The National - News

FIGHT AGAINST TB

Increased federal budget spend on health includes ambitious plan to rid subcontine­nt of the disease by 2025

- Rebecca Bundhun Foreign Correspond­ent foreign.desk@thenationa­l.ae

Experts admit to ‘massive task’ ahead as India puts plan in place to eradicate tuberculos­is,

MUMBAI // India’s government this month announced plans to eradicate tuberculos­is, one of the major causes of death in the country, within eight years, but experts say the target will be hard to achieve given the prevalence of the disease and the emergence of drug-resistant TB.

Eradicatin­g tuberculos­is in India is “a mammoth task”, said Salil Bendre, head of pulmonary medicine at Nanavati Super Speciality Hospital in Mumbai.

World Health Organisati­on (WHO) figures show there were 2.8 million new cases of tuberculos­is in India in 2015, up from 2.2 million in 2014. That is the highest of any country in the world and more than a quarter of the 10.4 million new patients globally in 2015.

There were 480,000 TB deaths in India in that year, according to the WHO.

TB was one of a range of diseases targeted for eradicatio­n by the government when it announced a 23 per cent increase in health spending in the annual federal budget on February 1. These include leprosy, the mosquito-borne illnesses filariasis and black fever, and measles. India’s last success in disease eradicatio­n was with polio in 2014.

In the case of TB, however, experts say eliminatin­g the disease by 2025 will be difficult, despite the drastic jump in cases actually reflecting improvemen­t in the government’s handling of the problem.

“The detection of TB is better … but the new occurrence of the disease is stable and has not changed over the years,” said Kirti Sabnis, an infectious disease consultant at Fortis Hospital in Mumbai.

Dr Sabnis said that the authoritie­s had stepped up efforts to combat tuberculos­is and were reaching patients in India’s villages and slums with education programmes and better access to diagnostic­s.

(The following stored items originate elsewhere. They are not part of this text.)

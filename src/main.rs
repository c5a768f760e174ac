mod args;
mod unhrc;

use clap::Parser;
use log::{info, warn};
use snafu::ErrorCompat;

use crate::args::Args;

fn main() {
    let args = Args::parse();

    if args.verbose {
        env_logger::Builder::new()
            .filter_level(log::LevelFilter::Debug)
            .init();
    } else {
        env_logger::init();
    }
    info!("args: {:?}", args);

    if let Err(e) = unhrc::run_sessions(&args) {
        warn!("Error occured {:?}", e);
        eprintln!("An error occured: {}", e);
        let mut source = std::error::Error::source(&e);
        while let Some(s) = source {
            eprintln!("  caused by: {}", s);
            source = s.source();
        }
        if let Some(bt) = ErrorCompat::backtrace(&e) {
            eprintln!("trace: {}", bt);
        }
        std::process::exit(1);
    }
}
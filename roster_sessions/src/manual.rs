/*!

This is the long-form manual for `roster_sessions` and `unhrcnominate`.

## Sessions

The Human Rights Council does not publish, alongside its roll-call votes, which
countries were members when a vote was taken. Every recorded vote however lists
all the members, including the ones that abstained or did not vote. The set of
countries listed on a resolution (its *roster*) is therefore used as a proxy
for the membership at that date.

A *session* is a maximal run of consecutive resolutions sharing exactly the same
roster. Sessions are numbered from 1, in the order in which their roster first
appears. Each session records its members, its resolutions and the dates of its
first and last votes.

If a roster comes back after the membership changed away from it, for example

```text
[ARG, BRA, CHN] -> [ARG, BRA] -> [ARG, BRA, CHN]
```

the reconstruction stops with a `RosterRegression` error naming the resolution
and the session whose roster reappeared. This almost always means that a voter
was forgotten in the resolution in the middle. With the `skip` policy
(`--on-regression skip`), the offending resolution is instead left out of all
sessions and reported in the `flagged` list of the summary.

## Input formats

### `marc`

The MARC 21 (slim) XML export of the voting records of the UN Human Rights
Office library. The following fields are read from every `record`:

| field | subfield | content                                    |
|-------|----------|--------------------------------------------|
| 791   | a        | resolution symbol                          |
| 269   | a        | date of the vote (`YYYY-MM-DD`)            |
| 245   | all      | summary                                    |
| 991   | all      | agenda item                                |
| 967   | b        | country code (3 letters, one per field)    |
| 967   | d        | vote: `Y`, `N`, `A` or `.` (did not vote)  |

Country codes that do not have 3 letters are ignored. A country without a vote
is recorded as not voting.

### `csv`

A directory holding the normalized vote store:

```text
resolutions.csv: name,vote_date,summary,agenda
A/HRC/RES/7/1,2008/03/27,Right to food,Item 3

votes.csv: resolution_name,country_short,vote
A/HRC/RES/7/1,CAN,NO
A/HRC/RES/7/1,CHN,YES
```

Dates are written `YYYY/MM/DD`. Votes are written `YES`, `NO`, `ABSTAIN` or
`NO_VOTE`; the one-letter codes of the MARC export are accepted as well.

### `xlsx`

An Excel workbook with two worksheets (by default `resolutions` and `votes`)
holding the same columns as the CSV store, with a header row. Dates may be
either text or Excel dates.

## Outputs

The summary is a JSON document:

```text
{
  "config": { "provider": "marc", "source": "votes.xml" },
  "flagged": [],
  "sessions": [
    {
      "firstVote": "2008-03-27",
      "index": 1,
      "lastVote": "2008-06-18",
      "members": ["CAN", "CHN"],
      "resolutions": ["A/HRC/RES/7/1"]
    }
  ]
}
```

When a store directory is given, the normalized vote store is written there as
well as the session tables `sessions.csv`, `session_members.csv` and
`resolution_sessions.csv`.

## Configuration

All the options can be given in a JSON file passed with `--config`. Paths are
relative to the directory of the configuration file. Command line flags take
precedence.

```text
{
  "outputSettings": {
    "summaryFile": "sessions.json",
    "storeDirectory": "store"
  },
  "inputSource": {
    "provider": "marc",
    "filePath": "votes.xml"
  },
  "rules": {
    "onRosterRegression": "abort"
  }
}
```

For the `xlsx` provider, `resolutionsWorksheetName` and `votesWorksheetName`
select the worksheets.

 */
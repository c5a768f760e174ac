// The normalized vote store: two CSV tables in a directory.

use std::io::{Read, Write};

use snafu::{OptionExt, ResultExt};

use crate::unhrc::{
    io_common::{assemble_resolutions, parse_vote_date, ResolutionRow, VoteRow, STORE_DATE_FORMAT},
    *,
};

pub const RESOLUTIONS_FILE: &str = "resolutions.csv";
pub const VOTES_FILE: &str = "votes.csv";

pub fn read_store(dir: &str) -> UnhrcResult<Vec<Resolution>> {
    let resolutions_p = join_path(Path::new(dir), RESOLUTIONS_FILE);
    let votes_p = join_path(Path::new(dir), VOTES_FILE);
    info!("Attempting to read vote store {:?}", dir);
    let resolutions_f = fs::File::open(&resolutions_p).context(OpeningFileSnafu {
        path: resolutions_p.clone(),
    })?;
    let votes_f = fs::File::open(&votes_p).context(OpeningFileSnafu {
        path: votes_p.clone(),
    })?;
    read_store_from(resolutions_f, votes_f)
}

pub fn read_store_from<R1: Read, R2: Read>(resolutions: R1, votes: R2) -> UnhrcResult<Vec<Resolution>> {
    let mut resolution_rows: Vec<ResolutionRow> = Vec::new();
    let mut rdr = csv::ReaderBuilder::new()
        .has_headers(true)
        .flexible(true)
        .from_reader(resolutions);
    for (idx, line_r) in rdr.records().enumerate() {
        // Line 1 is the header.
        let lineno = idx + 2;
        let line = line_r.context(CsvLineParseSnafu {})?;
        debug!("read_store_from: resolutions: {:?} {:?}", lineno, line);
        let name = line.get(0).context(CsvLineToShortSnafu { lineno })?;
        let date_s = line.get(1).context(CsvLineToShortSnafu { lineno })?;
        resolution_rows.push(ResolutionRow {
            name: name.to_string(),
            date: parse_vote_date(date_s)?,
            summary: line.get(2).unwrap_or("").to_string(),
            agenda: line.get(3).unwrap_or("").to_string(),
        });
    }

    let mut vote_rows: Vec<VoteRow> = Vec::new();
    let mut rdr = csv::ReaderBuilder::new().has_headers(true).from_reader(votes);
    for (idx, line_r) in rdr.records().enumerate() {
        let lineno = idx + 2;
        let line = line_r.context(CsvLineParseSnafu {})?;
        let get = |i: usize| -> UnhrcResult<String> {
            Ok(line.get(i).context(CsvLineToShortSnafu { lineno })?.to_string())
        };
        vote_rows.push(VoteRow {
            lineno,
            resolution: get(0)?,
            country: get(1)?,
            vote: get(2)?,
        });
    }
    info!(
        "read_store_from: {} resolutions, {} votes",
        resolution_rows.len(),
        vote_rows.len()
    );
    assemble_resolutions(&resolution_rows, &vote_rows)
}

/// Replaces the content of the store with the given resolutions.
pub fn write_store(dir: &str, resolutions: &[Resolution]) -> UnhrcResult<()> {
    fs::create_dir_all(dir).context(WritingFileSnafu { path: dir })?;
    let resolutions_p = join_path(Path::new(dir), RESOLUTIONS_FILE);
    let votes_p = join_path(Path::new(dir), VOTES_FILE);
    info!("Writing vote store to {:?}", dir);
    let resolutions_f = fs::File::create(&resolutions_p).context(WritingFileSnafu {
        path: resolutions_p.clone(),
    })?;
    let votes_f = fs::File::create(&votes_p).context(WritingFileSnafu {
        path: votes_p.clone(),
    })?;
    write_store_to(resolutions_f, votes_f, resolutions)
        .context(CsvWriteSnafu { path: dir })
}

pub fn write_store_to<W1: Write, W2: Write>(
    resolutions_w: W1,
    votes_w: W2,
    resolutions: &[Resolution],
) -> Result<(), csv::Error> {
    let mut wtr = csv::Writer::from_writer(resolutions_w);
    wtr.write_record(["name", "vote_date", "summary", "agenda"])?;
    for r in resolutions.iter() {
        let date = r.date.format(STORE_DATE_FORMAT).to_string();
        wtr.write_record([
            r.name.as_str(),
            date.as_str(),
            r.summary.as_str(),
            r.agenda.as_str(),
        ])?;
    }
    wtr.flush()?;

    let mut wtr = csv::Writer::from_writer(votes_w);
    wtr.write_record(["resolution_name", "country_short", "vote"])?;
    for r in resolutions.iter() {
        for cv in r.votes.iter() {
            wtr.write_record([r.name.as_str(), cv.country.as_str(), cv.vote.record_name()])?;
        }
    }
    wtr.flush()?;
    Ok(())
}
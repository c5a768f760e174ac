// The vote store, as an Excel workbook with one worksheet per table.

use calamine::{open_workbook, DataType, Range, Reader, Xlsx};
use snafu::{OptionExt, ResultExt};

use crate::unhrc::{
    io_common::{assemble_resolutions, parse_vote_date, ResolutionRow, VoteRow},
    *,
};

pub fn read_workbook(
    path: &str,
    resolutions_sheet: &str,
    votes_sheet: &str,
) -> UnhrcResult<Vec<Resolution>> {
    let mut workbook: Xlsx<_> = open_workbook(path).context(OpeningExcelSnafu { path })?;

    let resolutions_range = get_range(&mut workbook, path, resolutions_sheet)?;
    let votes_range = get_range(&mut workbook, path, votes_sheet)?;

    let mut resolution_rows: Vec<ResolutionRow> = Vec::new();
    // The first row is the header.
    for (idx, row) in resolutions_range.rows().enumerate().skip(1) {
        let lineno = idx + 1;
        debug!("read_workbook: resolutions: {:?} {:?}", lineno, row);
        if row.iter().all(|c| *c == DataType::Empty) {
            continue;
        }
        let name = read_cell_string(row.get(0), resolutions_sheet, lineno)?;
        let date = read_cell_date(row.get(1), resolutions_sheet, lineno)?;
        resolution_rows.push(ResolutionRow {
            name,
            date,
            summary: read_cell_string(row.get(2), resolutions_sheet, lineno)?,
            agenda: read_cell_string(row.get(3), resolutions_sheet, lineno)?,
        });
    }

    let mut vote_rows: Vec<VoteRow> = Vec::new();
    for (idx, row) in votes_range.rows().enumerate().skip(1) {
        let lineno = idx + 1;
        if row.iter().all(|c| *c == DataType::Empty) {
            continue;
        }
        vote_rows.push(VoteRow {
            lineno,
            resolution: read_cell_string(row.get(0), votes_sheet, lineno)?,
            country: read_cell_string(row.get(1), votes_sheet, lineno)?,
            vote: read_cell_string(row.get(2), votes_sheet, lineno)?,
        });
    }
    info!(
        "read_workbook: {} resolutions, {} votes",
        resolution_rows.len(),
        vote_rows.len()
    );
    assemble_resolutions(&resolution_rows, &vote_rows)
}

fn get_range(
    workbook: &mut Xlsx<std::io::BufReader<std::fs::File>>,
    path: &str,
    name: &str,
) -> UnhrcResult<Range<DataType>> {
    workbook
        .worksheet_range(name)
        .context(MissingWorksheetSnafu { name })?
        .context(OpeningExcelSnafu { path })
}

fn read_cell_string(cell: Option<&DataType>, name: &str, lineno: usize) -> UnhrcResult<String> {
    match cell {
        Some(DataType::String(s)) => Ok(s.trim().to_string()),
        Some(DataType::Int(i)) => Ok(i.to_string()),
        Some(DataType::Float(f)) if f.fract() == 0.0 => Ok(format!("{}", *f as i64)),
        Some(DataType::Float(f)) => Ok(f.to_string()),
        Some(DataType::Empty) | None => Ok("".to_string()),
        Some(x) => ExcelWrongCellTypeSnafu {
            name,
            lineno,
            content: format!("{:?}", x),
        }
        .fail(),
    }
}

// Excel counts the days from 1899-12-30. Its last date is 9999-12-31.
const EXCEL_MAX_SERIAL: f64 = 2958465.0;

fn excel_serial_to_date(serial: f64) -> Option<NaiveDate> {
    if !serial.is_finite() || serial < 0.0 || serial >= EXCEL_MAX_SERIAL + 1.0 {
        return None;
    }
    let days = chrono::Duration::try_days(serial.trunc() as i64)?;
    NaiveDate::from_ymd_opt(1899, 12, 30).and_then(|d| d.checked_add_signed(days))
}

fn read_cell_date(cell: Option<&DataType>, name: &str, lineno: usize) -> UnhrcResult<NaiveDate> {
    match cell {
        Some(DataType::String(s)) => parse_vote_date(s),
        Some(DataType::DateTime(f)) | Some(DataType::Float(f)) => {
            excel_serial_to_date(*f).context(ExcelWrongCellTypeSnafu {
                name,
                lineno,
                content: format!("{:?}", f),
            })
        }
        x => ExcelWrongCellTypeSnafu {
            name,
            lineno,
            content: format!("{:?}", x),
        }
        .fail(),
    }
}
use crate::unhrc::*;

use serde::{Deserialize, Serialize};
use serde_json::Value as JSValue;

#[derive(Eq, PartialEq, Debug, Clone, Serialize, Deserialize, Default)]
pub struct OutputSettings {
    #[serde(rename = "summaryFile")]
    pub summary_file: Option<String>,
    #[serde(rename = "storeDirectory")]
    pub store_directory: Option<String>,
}

#[derive(Eq, PartialEq, Debug, Clone, Serialize, Deserialize)]
pub struct InputSource {
    pub provider: String,
    #[serde(rename = "filePath")]
    pub file_path: String,
    // Only for the xlsx provider
    #[serde(rename = "resolutionsWorksheetName")]
    pub resolutions_worksheet_name: Option<String>,
    #[serde(rename = "votesWorksheetName")]
    pub votes_worksheet_name: Option<String>,
}

#[derive(Eq, PartialEq, Debug, Clone, Serialize, Deserialize, Default)]
pub struct RulesConfig {
    #[serde(rename = "onRosterRegression")]
    pub on_roster_regression: Option<String>,
}

impl RulesConfig {
    pub fn regression_policy(&self) -> UnhrcResult<RegressionPolicy> {
        match self.on_roster_regression.as_deref() {
            None => Ok(SessionRules::DEFAULT_RULES.regression_policy),
            Some(p) => parse_regression_policy(p),
        }
    }
}

#[derive(Eq, PartialEq, Debug, Clone, Serialize, Deserialize, Default)]
pub struct UnhrcConfig {
    #[serde(rename = "outputSettings", default)]
    pub output_settings: OutputSettings,
    #[serde(rename = "inputSource")]
    pub input_source: Option<InputSource>,
    #[serde(default)]
    pub rules: RulesConfig,
}

pub fn parse_regression_policy(policy: &str) -> UnhrcResult<RegressionPolicy> {
    match policy {
        "abort" => Ok(RegressionPolicy::Abort),
        "skip" | "skipResolution" => Ok(RegressionPolicy::SkipResolution),
        _ => UnknownPolicySnafu { policy }.fail(),
    }
}

pub fn parse_config(contents: &str) -> UnhrcResult<UnhrcConfig> {
    serde_json::from_str(contents).context(ParsingJsonSnafu {})
}

pub fn read_config(path: &str) -> UnhrcResult<UnhrcConfig> {
    let contents = fs::read_to_string(path).context(OpeningFileSnafu { path })?;
    let config = parse_config(contents.as_str())?;
    info!("config: {:?}", config);
    Ok(config)
}

pub fn read_summary(path: &str) -> UnhrcResult<JSValue> {
    let contents = fs::read_to_string(path).context(OpeningFileSnafu { path })?;
    serde_json::from_str(contents.as_str()).context(ParsingJsonSnafu {})
}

“A strong reason for the rise in the number of cases is that TB notificati­on has been made compulsory,” Dr Bendre said.

“TB patients from the lower strata of society can now avail of advanced diagnostic facilities owing to government health plans. The TB control programme has reached the interiors of India,” he said.

Tuberculos­is is a highly contagious bacterial disease that most commonly affects the lungs, although it can be found in any part of the body.

It largely affects poorer sections of society, but anyone with a weak immune system is vulnerable. It is spread through droplets in the air via coughing and sneezing. Although the In- dian government provides free medication for TB, the problem of patients not taking their medicine regularly or stopping treatment early has led to the rise of multidrug-resistant TB, or MDR-TB.

“Drug resistance to TB is a sinister situation,” Dr Bendre said. “With newer diagnostic techniques, there is an early detection of drug resistance in TB cases, which have risen in recent times.”

People with MDR-TB can easily infect others with the same drug-resistant strain of TB, he said.

According to the WHO, there were 79,000 MDR-TB cases in India in 2015.

It takes about six to eight months to treat ordinary TB, but treatment of MDR-TB takes at least two years and can require more specialise­d drugs that are not always easily available.

A teenager suffering from MDR- TB last month won a court case to gain access to a new drug called bedaquilin­e, which the government currently gives only to patients in a few cities in India. The government has said it was regulating supply of bedaquilin­e in part to prevent it from being used improperly and allowing the developmen­t of TB strains resistant to the new drug. Maximiano D’Sa, who oversees the TB control programme for the Goa state health department, said drug-resistant TB would be a big obstacle to achieving the government’s eradicatio­n target.

“It’s a big problem. It’s predicted that it is going to be a major thing over the country. There’s a likelihood that if it’s not controlled in time it could spread.”

He said MDR-TB patients remained contagious for several months even after beginning treatment.

Dr Sabnis said the government could still do more to wipe out TB, such as in the area of rapid diagnostic­s. She suggested partnershi­ps with private hospitals and labs to offer free diagnosis to patients. Along with many TB cases continuing to go unreported and undetected, India has several factors that fuel the spread of the disease.

“Factors like overcrowdi­ng and increasing population trigger the rapid spread of TB in a community,” Dr Bendre said. “Increasing prevalence of diabetes increases the threat of TB because diabetes suppresses immunity levels and causes the reactivati­on of latent TB.” Raising awareness was key to wiping out the disease and would have to involve government, private and public sectors working together, he said.